【腰痛対策】“腰”は捻れない
色々なスポーツ現場、フィットネス現場で使われるキューイングに「腰を捻る」があるかと思います。今日はこのキューイングと腰痛についてお話します。
結論から言うと腰つまり腰椎の回旋可動域はとても小さく有効な動きは出来ないものと考えていいかと思います。
背骨は頭側から
- 頸椎7個
- 胸椎12個
- 腰椎5個
合計24個の椎体と呼ばれる骨が積み重なり構成され骨盤と接しています。更に一つひとつの椎体は椎間板や靭帯、細かな筋肉によって安定を得ています。極め付けに各椎体は上下の椎体でしっかりと噛み合った状態で関節を成しています(椎間関節)ので物理的に動きの制限を受ける動きが出てきます。肘が真っ直ぐよりも多く伸びないのと同じイメージです。骨同士がぶつかり合ってそれ以上動かない方向があるのです。
それが腰で言うと後ろを振り返るなどの捻る方向の動きです。腰椎だけでは10°程度しか捻ることが出来ません。アナログ時計で言うと分針が2分進んだだけです。よーく見ないとわからないほどわずかな動きです。

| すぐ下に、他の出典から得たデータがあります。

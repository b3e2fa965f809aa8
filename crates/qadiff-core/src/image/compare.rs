//! Image comparison entry point.

use crate::errors::{DiffError, DiffErrorKind, Result};
use crate::image::grid::PixelGrid;
use crate::image::metrics::{
    channel_nonzero_counts, mean_squared_error, structural_similarity, to_grayscale,
};
use crate::image::resize::resize_width_area;
use serde::{Deserialize, Serialize};

/// Outcome of comparing two shape-compatible images.
#[derive(Debug, Clone, Serialize, Deserialize, PartialEq)]
pub struct ImageComparison {
    /// Every channel has zero differing pixels
    pub structurally_equal: bool,
    /// Mean squared error of the grayscale planes (0.0 when identical, but
    /// distinct colors can share a luma value)
    pub mse: f64,
    /// Mean structural similarity of the grayscale planes, in [-1, 1]
    pub ssim: f64,
    /// Differing-pixel count per color channel
    pub channel_diff_nonzero: Vec<usize>,
    /// Shape both grids were compared at: (height, width, channels)
    pub compared_shape: (usize, usize, usize),
    /// True if the target was resampled to the baseline width
    pub target_resized: bool,
}

impl ImageComparison {
    /// Overall verdict: structural check passes, `mse == 0` and `ssim == 1`.
    pub fn is_equal(&self) -> bool {
        self.structurally_equal && self.mse == 0.0 && self.ssim == 1.0
    }

    /// Total number of differing (pixel, channel) samples.
    pub fn total_diff_nonzero(&self) -> usize {
        self.channel_diff_nonzero.iter().sum()
    }
}

/// Compare `source` against `target`.
///
/// If the widths differ, `target` is resampled to `baseline_width` with its
/// height preserved; the source is never altered. A `baseline_width` other
/// than the source width can never line up, so it is rejected before any
/// resampling. The structural check runs
/// on the color channels, MSE and SSIM on grayscale planes in a separate
/// pass.
///
/// # Errors
///
/// All errors mean "comparison not possible", never "not equal":
///
/// - `EmptyImage`: either grid has zero area
/// - `InvalidInput`: `baseline_width` is zero while a resize is needed
/// - `ShapeMismatch`: shapes still disagree after width normalization
pub fn compare_images(
    source: &PixelGrid,
    target: &PixelGrid,
    baseline_width: usize,
) -> Result<ImageComparison> {
    for (side, grid) in [("source", source), ("target", target)] {
        if grid.is_empty() {
            return Err(DiffError::new(DiffErrorKind::EmptyImage)
                .with_op("compare_images")
                .with_message(format!(
                    "{} image has zero area ({}x{}x{})",
                    side,
                    grid.height(),
                    grid.width(),
                    grid.channels()
                )));
        }
    }

    let resized;
    let (target, target_resized) = if source.width() != target.width() {
        if baseline_width != 0 && baseline_width != source.width() {
            return Err(DiffError::new(DiffErrorKind::ShapeMismatch)
                .with_op("compare_images")
                .with_message(format!(
                    "source width {} differs from baseline width {}",
                    source.width(),
                    baseline_width
                )));
        }
        resized = resize_width_area(target, baseline_width)?;
        (&resized, true)
    } else {
        (target, false)
    };

    if source.shape() != target.shape() {
        return Err(DiffError::new(DiffErrorKind::ShapeMismatch)
            .with_op("compare_images")
            .with_message(format!(
                "source is {:?} but normalized target is {:?}",
                source.shape(),
                target.shape()
            )));
    }

    let channel_diff_nonzero = channel_nonzero_counts(source, target);
    let structurally_equal = channel_diff_nonzero.iter().all(|&n| n == 0);

    let source_gray = to_grayscale(source);
    let target_gray = to_grayscale(target);
    let mse = mean_squared_error(&source_gray, &target_gray);
    let ssim = structural_similarity(&source_gray, &target_gray);

    // luma can collide for distinct colors, so only this direction holds
    debug_assert!(
        !structurally_equal || mse == 0.0,
        "structurally equal images with nonzero MSE"
    );

    Ok(ImageComparison {
        structurally_equal,
        mse,
        ssim,
        channel_diff_nonzero,
        compared_shape: source.shape(),
        target_resized,
    })
}

#[cfg(test)]
mod tests {
    use super::*;

    #[test]
    fn test_identical_images_equal() {
        let grid = PixelGrid::filled(4, 4, 3, 128).unwrap();
        let result = compare_images(&grid, &grid, 4).unwrap();
        assert!(result.is_equal());
        assert_eq!(result.channel_diff_nonzero, vec![0, 0, 0]);
        assert!(!result.target_resized);
    }

    #[test]
    fn test_target_wider_is_resampled_to_baseline() {
        let source = PixelGrid::filled(3, 4, 3, 50).unwrap();
        let target = PixelGrid::filled(3, 8, 3, 50).unwrap();
        let result = compare_images(&source, &target, 4).unwrap();
        assert!(result.target_resized);
        assert!(result.is_equal());
        assert_eq!(result.compared_shape, (3, 4, 3));
    }

    #[test]
    fn test_height_mismatch_is_not_comparable() {
        let source = PixelGrid::filled(3, 4, 3, 50).unwrap();
        let target = PixelGrid::filled(5, 4, 3, 50).unwrap();
        let err = compare_images(&source, &target, 4).unwrap_err();
        assert_eq!(err.kind(), DiffErrorKind::ShapeMismatch);
    }

    #[test]
    fn test_baseline_width_other_than_source_is_not_comparable() {
        let source = PixelGrid::filled(3, 4, 3, 50).unwrap();
        let target = PixelGrid::filled(3, 8, 3, 50).unwrap();
        let err = compare_images(&source, &target, 6).unwrap_err();
        assert_eq!(err.kind(), DiffErrorKind::ShapeMismatch);
    }

    #[test]
    fn test_huge_baseline_width_is_rejected_without_resampling() {
        let source = PixelGrid::filled(2, 4, 3, 50).unwrap();
        let target = PixelGrid::filled(2, 8, 3, 50).unwrap();
        let err = compare_images(&source, &target, usize::MAX / 2).unwrap_err();
        assert_eq!(err.kind(), DiffErrorKind::ShapeMismatch);
    }

    #[test]
    fn test_zero_baseline_width_is_invalid_input() {
        let source = PixelGrid::filled(2, 4, 3, 50).unwrap();
        let target = PixelGrid::filled(2, 8, 3, 50).unwrap();
        let err = compare_images(&source, &target, 0).unwrap_err();
        assert_eq!(err.kind(), DiffErrorKind::InvalidInput);
    }

    #[test]
    fn test_luma_collision_is_still_unequal() {
        // 0.587 * 31 and 0.299 + 0.114 * 157 are the same gray level
        let source = PixelGrid::new(1, 1, 3, vec![0, 31, 0]).unwrap();
        let target = PixelGrid::new(1, 1, 3, vec![1, 0, 157]).unwrap();
        let result = compare_images(&source, &target, 1).unwrap();
        assert!(!result.structurally_equal);
        assert_eq!(result.channel_diff_nonzero, vec![1, 1, 1]);
        assert!(result.mse < 1e-9);
        assert!(!result.is_equal());
    }

    #[test]
    fn test_empty_image_is_not_comparable() {
        let source = PixelGrid::new(0, 0, 3, Vec::new()).unwrap();
        let target = PixelGrid::filled(1, 1, 3, 0).unwrap();
        let err = compare_images(&source, &target, 1).unwrap_err();
        assert_eq!(err.kind(), DiffErrorKind::EmptyImage);
    }
}
//! qadiff I/O - decoding artifacts, driving the comparators, writing reports
//!
//! This crate provides:
//! - Extension-based format recognition (`format`)
//! - Loaders turning files into `PixelGrid`, `TreeNode` and `Table`
//! - File-level comparison commands that own boundary logging (`commands`)
//! - The atomic report writer (`report_writer`)

pub mod commands;
pub mod errors;
pub mod format;
pub mod image_loader;
pub mod report_writer;
pub mod table_loader;
pub mod tree_loader;

pub use commands::{compare_image_files, compare_json_files, compare_table_files};
pub use format::{require_format, Format};
pub use report_writer::{write_report, WrittenReport};
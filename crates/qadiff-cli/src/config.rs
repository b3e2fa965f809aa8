//! `qadiff.toml` configuration.
//!
//! Every section and key is optional. Command-line flags override values
//! read from the file.

use qadiff_core::errors::{DiffError, DiffErrorKind};
use qadiff_core::logging_facility::Profile;
use serde::Deserialize;
use std::path::{Path, PathBuf};

/// File looked up in the working directory when `--config` is not given.
pub const DEFAULT_CONFIG_FILE: &str = "qadiff.toml";

/// Canonical screenshot width targets are resampled to.
pub const DEFAULT_BASELINE_WIDTH: usize = 2160;

#[derive(Debug, Clone, Default, PartialEq, Deserialize)]
#[serde(default, deny_unknown_fields)]
pub struct QadiffConfig {
    pub image: ImageConfig,
    pub table: TableConfig,
    pub report: ReportConfig,
    pub logging: LoggingConfig,
}

#[derive(Debug, Clone, PartialEq, Deserialize)]
#[serde(default, deny_unknown_fields)]
pub struct ImageConfig {
    pub baseline_width: usize,
}

impl Default for ImageConfig {
    fn default() -> Self {
        Self {
            baseline_width: DEFAULT_BASELINE_WIDTH,
        }
    }
}

#[derive(Debug, Clone, Default, PartialEq, Deserialize)]
#[serde(default, deny_unknown_fields)]
pub struct TableConfig {
    pub key_column: Option<String>,
}

#[derive(Debug, Clone, Default, PartialEq, Deserialize)]
#[serde(default, deny_unknown_fields)]
pub struct ReportConfig {
    /// Directory reports are written to; none means no report files
    pub dir: Option<PathBuf>,
}

#[derive(Debug, Clone, Default, PartialEq, Deserialize)]
#[serde(default, deny_unknown_fields)]
pub struct LoggingConfig {
    pub profile: Profile,
}

impl QadiffConfig {
    /// Parse configuration from TOML text.
    ///
    /// # Errors
    ///
    /// - `Config`: malformed TOML, unknown keys or wrong value types
    pub fn from_toml(text: &str) -> Result<Self, DiffError> {
        toml::from_str(text).map_err(|e| {
            DiffError::new(DiffErrorKind::Config)
                .with_op("parse_config")
                .with_message(e.to_string())
        })
    }

    /// Load configuration.
    ///
    /// An explicit path must exist. Without one, `qadiff.toml` in the working
    /// directory is used if present, defaults otherwise.
    ///
    /// # Errors
    ///
    /// - `Config`: the explicit file is missing, unreadable or invalid
    pub fn load(explicit: Option<&Path>) -> Result<Self, DiffError> {
        let path = match explicit {
            Some(p) => p.to_path_buf(),
            None => {
                let default = PathBuf::from(DEFAULT_CONFIG_FILE);
                if !default.is_file() {
                    return Ok(Self::default());
                }
                default
            }
        };

        let text = std::fs::read_to_string(&path).map_err(|e| {
            DiffError::new(DiffErrorKind::Config)
                .with_op("load_config")
                .with_artifact(path.display().to_string())
                .with_message(e.to_string())
        })?;
        Self::from_toml(&text).map_err(|e| e.with_artifact(path.display().to_string()))
    }
}

#[cfg(test)]
mod tests {
    use super::*;
    use tempfile::TempDir;

    #[test]
    fn test_empty_config_uses_defaults() {
        let config = QadiffConfig::from_toml("").unwrap();
        assert_eq!(config.image.baseline_width, DEFAULT_BASELINE_WIDTH);
        assert_eq!(config.table.key_column, None);
        assert_eq!(config.report.dir, None);
        assert_eq!(config.logging.profile, Profile::Development);
    }

    #[test]
    fn test_full_config() {
        let config = QadiffConfig::from_toml(
            r#"
            [image]
            baseline_width = 1080

            [table]
            key_column = "id"

            [report]
            dir = "out/reports"

            [logging]
            profile = "production"
            "#,
        )
        .unwrap();

        assert_eq!(config.image.baseline_width, 1080);
        assert_eq!(config.table.key_column.as_deref(), Some("id"));
        assert_eq!(config.report.dir, Some(PathBuf::from("out/reports")));
        assert_eq!(config.logging.profile, Profile::Production);
    }

    #[test]
    fn test_unknown_key_rejected() {
        let err = QadiffConfig::from_toml("[image]\nwidth = 3\n").unwrap_err();
        assert_eq!(err.kind(), DiffErrorKind::Config);
    }

    #[test]
    fn test_missing_explicit_file_is_error() {
        let dir = TempDir::new().unwrap();
        let err = QadiffConfig::load(Some(&dir.path().join("nope.toml"))).unwrap_err();
        assert_eq!(err.kind(), DiffErrorKind::Config);
    }
}
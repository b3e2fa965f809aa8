//! Image file decoding.

use crate::errors::{at_artifact, from_image, Result};
use qadiff_core::image::PixelGrid;
use std::path::Path;

/// Decode an image file into a 3-channel 8-bit grid.
///
/// Alpha is dropped and grayscale is expanded, so every decoded grid is RGB.
///
/// # Errors
///
/// - `Io`: the file could not be read
/// - `Decode`: the content is not a valid image
pub fn load_pixel_grid(path: &Path) -> Result<PixelGrid> {
    let img = image::open(path).map_err(|e| from_image(path, e))?;
    let rgb = img.to_rgb8();
    let (width, height) = rgb.dimensions();
    tracing::debug!(path = %path.display(), width, height, "decoded image");

    PixelGrid::new(height as usize, width as usize, 3, rgb.into_raw())
        .map_err(|e| at_artifact(path, e))
}

#[cfg(test)]
mod tests {
    use super::*;
    use image::{Rgb, RgbImage};
    use qadiff_core::errors::DiffErrorKind;
    use tempfile::TempDir;

    #[test]
    fn test_png_roundtrips_samples() {
        let dir = TempDir::new().unwrap();
        let path = dir.path().join("grid.png");
        let img = RgbImage::from_fn(3, 2, |x, y| Rgb([x as u8 * 10, y as u8 * 20, 7]));
        img.save(&path).unwrap();

        let grid = load_pixel_grid(&path).unwrap();
        assert_eq!(grid.shape(), (2, 3, 3));
        assert_eq!(grid.get(1, 2, 0), Some(20));
        assert_eq!(grid.get(1, 2, 1), Some(20));
        assert_eq!(grid.get(0, 0, 2), Some(7));
    }

    #[test]
    fn test_corrupt_file_is_decode_error() {
        let dir = TempDir::new().unwrap();
        let path = dir.path().join("broken.png");
        std::fs::write(&path, b"this is definitely not a png file").unwrap();

        let err = load_pixel_grid(&path).unwrap_err();
        assert_eq!(err.kind(), DiffErrorKind::Decode);
        assert_eq!(err.artifact(), Some(path.display().to_string().as_str()));
    }

    #[test]
    fn test_missing_file_is_io_error() {
        let dir = TempDir::new().unwrap();
        let err = load_pixel_grid(&dir.path().join("absent.png")).unwrap_err();
        assert_eq!(err.kind(), DiffErrorKind::Io);
    }
}
//! JSON command
//!
//! Usage: qadiff json <LEFT> <RIGHT>

use crate::commands::{emit, Output};
use clap::Args;
use qadiff_core::errors::DiffError;
use qadiff_core::report::Verdict;
use qadiff_io::compare_json_files;
use std::path::PathBuf;

#[derive(Debug, Args)]
pub struct JsonArgs {
    /// Baseline document
    pub left: PathBuf,

    /// Candidate document
    pub right: PathBuf,
}

/// Execute json command
pub fn execute(args: JsonArgs, output: &Output) -> Result<Verdict, DiffError> {
    let doc = compare_json_files(&args.left, &args.right)?;
    emit(&doc, output)
}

それなのに腰を捻るを繰り返すと…骨同士がガシガシぶつかって腰痛のリスクを高めます。無理の掛かった動きを強要しているイメージが伝われば幸いです。
ではどうするか?そこが大切なところですね。
簡潔に言うと…みぞおちと股関節で捻りましょう。
みぞおちの高さは12個ある胸椎のほぼ中心に当たります。胸椎全体での回旋可動域はおよそ70°、腰椎の7倍です。
股関節も内股、ガニ股方向にそれぞれ45°の可動域を持っています。
両者の可動域を合わせると約115°となり後方確認は余裕を持って出来るくらいに捻ることが出来ます。
胸椎についてはお腹を軽く締めておへそは正面を向いたまま胸を回すようにするエクササイズがおすすめです。併せて肩甲骨を回すなど肩甲骨も自由に動かせる状態を作っておきましょう。
股関節については最後までしゃがみ込むくらい深いスクワットやもも前、もも裏、おしりのストレッチを行い股関節の状態を整え、実際に動く際は股関節を絞り込んでいくようなイメージを持つとしっかり動かせます。
腰を捻るのは言葉の綾で、意識はお腹を挟んだ上下、みぞおちと股関節を意識して動かしてみてください。皆さんの腰痛予防の一助になればと思います。
最後まで読んでいただきありがとうございました。